Problem statement |
Please write out all the data exactly as shown.

* * * *

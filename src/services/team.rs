//! Team services - gestione dei team/workspace e della membership

use crate::core::auth::require_role;
use crate::core::{AppError, Context};
use crate::dtos::{
    AddTeamMemberInput, CreateTeamInput, RemoveTeamMemberInput, TeamDTO, TeamDetailsDTO,
    TeamIdInput, TeamMemberDTO,
};
use crate::entities::{TeamMember, TeamRole};
use crate::repositories::{Delete, Read};
use crate::rpc::{ProcedureDef, mutation, parse_input, query, to_output};
use futures::future::try_join;
use serde_json::Value;
use tracing::{debug, info, instrument, warn};
use validator::Validate;

pub const PROCEDURES: &[ProcedureDef] = &[
    query("list"),
    query("byId"),
    mutation("create"),
    mutation("addMember"),
    mutation("removeMember"),
    mutation("leave"),
    mutation("delete"),
];

/// Membership dell'utente corrente nel team.
/// NOT_FOUND se il team non esiste, FORBIDDEN se l'utente non ne fa parte.
pub(crate) async fn membership(
    ctx: &Context,
    user_id: &i32,
    team_id: &i32,
) -> Result<TeamMember, AppError> {
    let (team, member) = try_join(
        ctx.state.team.read(team_id),
        ctx.state.team.find_member(team_id, user_id),
    )
    .await?;

    if team.is_none() {
        warn!("Team {} not found", team_id);
        return Err(AppError::not_found("Team not found"));
    }

    member.ok_or_else(|| {
        warn!("User {} is not a member of team {}", user_id, team_id);
        AppError::forbidden("You are not a member of this team")
    })
}

#[instrument(skip(ctx))]
pub async fn list(ctx: &Context) -> Result<Vec<TeamDTO>, AppError> {
    let session = ctx.require_session()?;
    let teams = ctx.state.team.list_for_user(&session.user_id).await?;
    info!("Retrieved {} teams", teams.len());
    Ok(teams)
}

#[instrument(skip(ctx), fields(team_id = %input.team_id))]
pub async fn by_id(ctx: &Context, input: TeamIdInput) -> Result<TeamDetailsDTO, AppError> {
    let session = ctx.require_session()?;
    let member = membership(ctx, &session.user_id, &input.team_id).await?;

    let (team, members) = try_join(
        ctx.state.team.read(&input.team_id),
        ctx.state.team.list_members(&input.team_id),
    )
    .await?;
    let team = team.ok_or_else(|| AppError::not_found("Team not found"))?;

    Ok(TeamDetailsDTO {
        team: TeamDTO::from_team(team, member.role),
        members,
    })
}

#[instrument(skip(ctx, input))]
pub async fn create(ctx: &Context, input: CreateTeamInput) -> Result<TeamDTO, AppError> {
    let session = ctx.require_session()?;
    input.validate()?;

    let team = ctx
        .state
        .team
        .create_with_owner(input.name.trim(), &session.user_id)
        .await?;

    info!("Team '{}' created by user {}", team.name, session.user_id);
    Ok(TeamDTO::from_team(team, TeamRole::Owner))
}

#[instrument(skip(ctx, input), fields(team_id = %input.team_id))]
pub async fn add_member(
    ctx: &Context,
    input: AddTeamMemberInput,
) -> Result<TeamMemberDTO, AppError> {
    // 1. Solo l'owner può aggiungere membri
    // 2. L'utente da aggiungere deve esistere
    // 3. Se è già membro, CONFLICT
    // 4. Il nuovo membro entra con ruolo Member
    let session = ctx.require_session()?;
    input.validate()?;

    let member = membership(ctx, &session.user_id, &input.team_id).await?;
    require_role(&member, &[TeamRole::Owner])?;

    let user = ctx
        .state
        .user
        .find_by_email(&input.email)
        .await?
        .ok_or_else(|| AppError::not_found("User not found"))?;

    if ctx
        .state
        .team
        .find_member(&input.team_id, &user.id)
        .await?
        .is_some()
    {
        warn!("User {} already in team {}", user.id, input.team_id);
        return Err(AppError::conflict("User is already a member of this team"));
    }

    let added = ctx
        .state
        .team
        .add_member(&input.team_id, &user.id, TeamRole::Member)
        .await?;

    info!("User {} added to team {}", user.id, input.team_id);
    Ok(TeamMemberDTO {
        user_id: user.id,
        name: user.name,
        email: user.email,
        role: added.role,
        joined_at: added.joined_at,
    })
}

#[instrument(skip(ctx, input), fields(team_id = %input.team_id, target = %input.user_id))]
pub async fn remove_member(ctx: &Context, input: RemoveTeamMemberInput) -> Result<(), AppError> {
    let session = ctx.require_session()?;
    let member = membership(ctx, &session.user_id, &input.team_id).await?;
    require_role(&member, &[TeamRole::Owner])?;

    if input.user_id == session.user_id {
        return Err(AppError::bad_request("The owner cannot be removed from the team")
            .with_details("Delete the team instead"));
    }

    if !ctx
        .state
        .team
        .remove_member(&input.team_id, &input.user_id)
        .await?
    {
        return Err(AppError::not_found("Member not found"));
    }

    info!("User {} removed from team {}", input.user_id, input.team_id);
    Ok(())
}

#[instrument(skip(ctx), fields(team_id = %input.team_id))]
pub async fn leave(ctx: &Context, input: TeamIdInput) -> Result<(), AppError> {
    let session = ctx.require_session()?;
    let member = membership(ctx, &session.user_id, &input.team_id).await?;

    if member.is_owner() {
        warn!("Owner tried to leave team {}", input.team_id);
        return Err(AppError::bad_request("The owner cannot leave the team")
            .with_details("Delete the team instead"));
    }

    ctx.state
        .team
        .remove_member(&input.team_id, &session.user_id)
        .await?;
    debug!("User {} left team {}", session.user_id, input.team_id);
    Ok(())
}

#[instrument(skip(ctx), fields(team_id = %input.team_id))]
pub async fn delete(ctx: &Context, input: TeamIdInput) -> Result<(), AppError> {
    let session = ctx.require_session()?;
    let member = membership(ctx, &session.user_id, &input.team_id).await?;
    require_role(&member, &[TeamRole::Owner])?;

    if !ctx.state.team.delete(&input.team_id).await? {
        return Err(AppError::not_found("Team not found"));
    }

    info!("Team {} deleted", input.team_id);
    Ok(())
}

pub(crate) async fn dispatch(
    ctx: &Context,
    procedure: &str,
    input: Option<Value>,
) -> Result<Value, AppError> {
    match procedure {
        "list" => to_output(list(ctx).await?),
        "byId" => to_output(by_id(ctx, parse_input(input)?).await?),
        "create" => to_output(create(ctx, parse_input(input)?).await?),
        "addMember" => to_output(add_member(ctx, parse_input(input)?).await?),
        "removeMember" => to_output(remove_member(ctx, parse_input(input)?).await?),
        "leave" => to_output(leave(ctx, parse_input(input)?).await?),
        "delete" => to_output(delete(ctx, parse_input(input)?).await?),
        _ => Err(AppError::not_found("No procedure found on path")),
    }
}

* * * *

Answer for this exercise |
filename src/services/team.rs
//! Team services - gestione dei team/workspace e della membership

use crate::core::auth::require_role;
use crate::core::{AppError, Context};
use crate::dtos::{
    AddTeamMemberInput, CreateTeamInput, RemoveTeamMemberInput, TeamDTO, TeamDetailsDTO,
    TeamIdInput, TeamMemberDTO,
};
use crate::entities::{TeamMember, TeamRole};
use crate::repositories::{Delete, Read};
use crate::rpc::{ProcedureDef, mutation, parse_input, query, to_output};
use futures::future::try_join;
use serde_json::Value;
use tracing::{debug, info, instrument, warn};
use validator::Validate;

pub const PROCEDURES: &[ProcedureDef] = &[
    query("list"),
    query("byId"),
    mutation("create"),
    mutation("addMember"),
    mutation("removeMember"),
    mutation("leave"),
    mutation("delete"),
];

/// Membership dell'utente corrente nel team.
/// NOT_FOUND se il team non esiste, FORBIDDEN se l'utente non ne fa parte.
pub(crate) async fn membership(
    ctx: &Context,
    user_id: &i32,
    team_id: &i32,
) -> Result<TeamMember, AppError> {
    let (team, member) = try_join(
        ctx.state.team.read(team_id),
        ctx.state.team.find_member(team_id, user_id),
    )
    .await?;

    if team.is_none() {
        warn!("Team {} not found", team_id);
        return Err(AppError::not_found("Team not found"));
    }

    member.ok_or_else(|| {
        warn!("User {} is not a member of team {}", user_id, team_id);
        AppError::forbidden("You are not a member of this team")
    })
}

#[instrument(skip(ctx))]
pub async fn list(ctx: &Context) -> Result<Vec<TeamDTO>, AppError> {
    let session = ctx.require_session()?;
    let teams = ctx.state.team.list_for_user(&session.user_id).await?;
    info!("Retrieved {} teams", teams.len());
    Ok(teams)
}

#[instrument(skip(ctx), fields(team_id = %input.team_id))]
pub async fn by_id(ctx: &Context, input: TeamIdInput) -> Result<TeamDetailsDTO, AppError> {
    let session = ctx.require_session()?;
    let member = membership(ctx, &session.user_id, &input.team_id).await?;

    let (team, members) = try_join(
        ctx.state.team.read(&input.team_id),
        ctx.state.team.list_members(&input.team_id),
    )
    .await?;
    let team = team.ok_or_else(|| AppError::not_found("Team not found"))?;

    Ok(TeamDetailsDTO {
        team: TeamDTO::from_team(team, member.role),
        members,
    })
}

#[instrument(skip(ctx, input))]
pub async fn create(ctx: &Context, input: CreateTeamInput) -> Result<TeamDTO, AppError> {
    let session = ctx.require_session()?;
    input.validate()?;

    let team = ctx
        .state
        .team
        .create_with_owner(input.name.trim(), &session.user_id)
        .await?;

    info!("Team '{}' created by user {}", team.name, session.user_id);
    Ok(TeamDTO::from_team(team, TeamRole::Owner))
}

#[instrument(skip(ctx, input), fields(team_id = %input.team_id))]
pub async fn add_member(
    ctx: &Context,
    input: AddTeamMemberInput,
) -> Result<TeamMemberDTO, AppError> {
    // 1. Solo l'owner può aggiungere membri
    // 2. L'utente da aggiungere deve esistere
    // 3. Se è già membro, CONFLICT
    // 4. Il nuovo membro entra con ruolo Member
    let session = ctx.require_session()?;
    input.validate()?;

    let member = membership(ctx, &session.user_id, &input.team_id).await?;
    require_role(&member, &[TeamRole::Owner])?;

    let user = ctx
        .state
        .user
        .find_by_email(&input.email)
        .await?
        .ok_or_else(|| AppError::not_found("User not found"))?;

    if ctx
        .state
        .team
        .find_member(&input.team_id, &user.id)
        .await?
        .is_some()
    {
        warn!("User {} already in team {}", user.id, input.team_id);
        return Err(AppError::conflict("User is already a member of this team"));
    }

    let added = ctx
        .state
        .team
        .add_member(&input.team_id, &user.id, TeamRole::Member)
        .await?;

    info!("User {} added to team {}", user.id, input.team_id);
    Ok(TeamMemberDTO {
        user_id: user.id,
        name: user.name,
        email: user.email,
        role: added.role,
        joined_at: added.joined_at,
    })
}

#[instrument(skip(ctx, input), fields(team_id = %input.team_id, target = %input.user_id))]
pub async fn remove_member(ctx: &Context, input: RemoveTeamMemberInput) -> Result<(), AppError> {
    let session = ctx.require_session()?;
    let member = membership(ctx, &session.user_id, &input.team_id).await?;
    require_role(&member, &[TeamRole::Owner])?;

    if input.user_id == session.user_id {
        return Err(AppError::bad_request("The owner cannot be removed from the team")
            .with_details("Delete the team instead"));
    }

    if !ctx
        .state
        .team
        .remove_member(&input.team_id, &input.user_id)
        .await?
    {
        return Err(AppError::not_found("Member not found"));
    }

    info!("User {} removed from team {}", input.user_id, input.team_id);
    Ok(())
}

#[instrument(skip(ctx), fields(team_id = %input.team_id))]
pub async fn leave(ctx: &Context, input: TeamIdInput) -> Result<(), AppError> {
    let session = ctx.require_session()?;
    let member = membership(ctx, &session.user_id, &input.team_id).await?;

    if member.is_owner() {
        warn!("Owner tried to leave team {}", input.team_id);
        return Err(AppError::bad_request("The owner cannot leave the team")
            .with_details("Delete the team instead"));
    }

    ctx.state
        .team
        .remove_member(&input.team_id, &session.user_id)
        .await?;
    debug!("User {} left team {}", session.user_id, input.team_id);
    Ok(())
}

#[instrument(skip(ctx), fields(team_id = %input.team_id))]
pub async fn delete(ctx: &Context, input: TeamIdInput) -> Result<(), AppError> {
    let session = ctx.require_session()?;
    let member = membership(ctx, &session.user_id, &input.team_id).await?;
    require_role(&member, &[TeamRole::Owner])?;

    if !ctx.state.team.delete(&input.team_id).await? {
        return Err(AppError::not_found("Team not found"));
    }

    info!("Team {} deleted", input.team_id);
    Ok(())
}

pub(crate) async fn dispatch(
    ctx: &Context,
    procedure: &str,
    input: Option<Value>,
) -> Result<Value, AppError> {
    match procedure {
        "list" => to_output(list(ctx).await?),
        "byId" => to_output(by_id(ctx, parse_input(input)?).await?),
        "create" => to_output(create(ctx, parse_input(input)?).await?),
        "addMember" => to_output(add_member(ctx, parse_input(input)?).await?),
        "removeMember" => to_output(remove_member(ctx, parse_input(input)?).await?),
        "leave" => to_output(leave(ctx, parse_input(input)?).await?),
        "delete" => to_output(delete(ctx, parse_input(input)?).await?),
        _ => Err(AppError::not_found("No procedure found on path")),
    }
}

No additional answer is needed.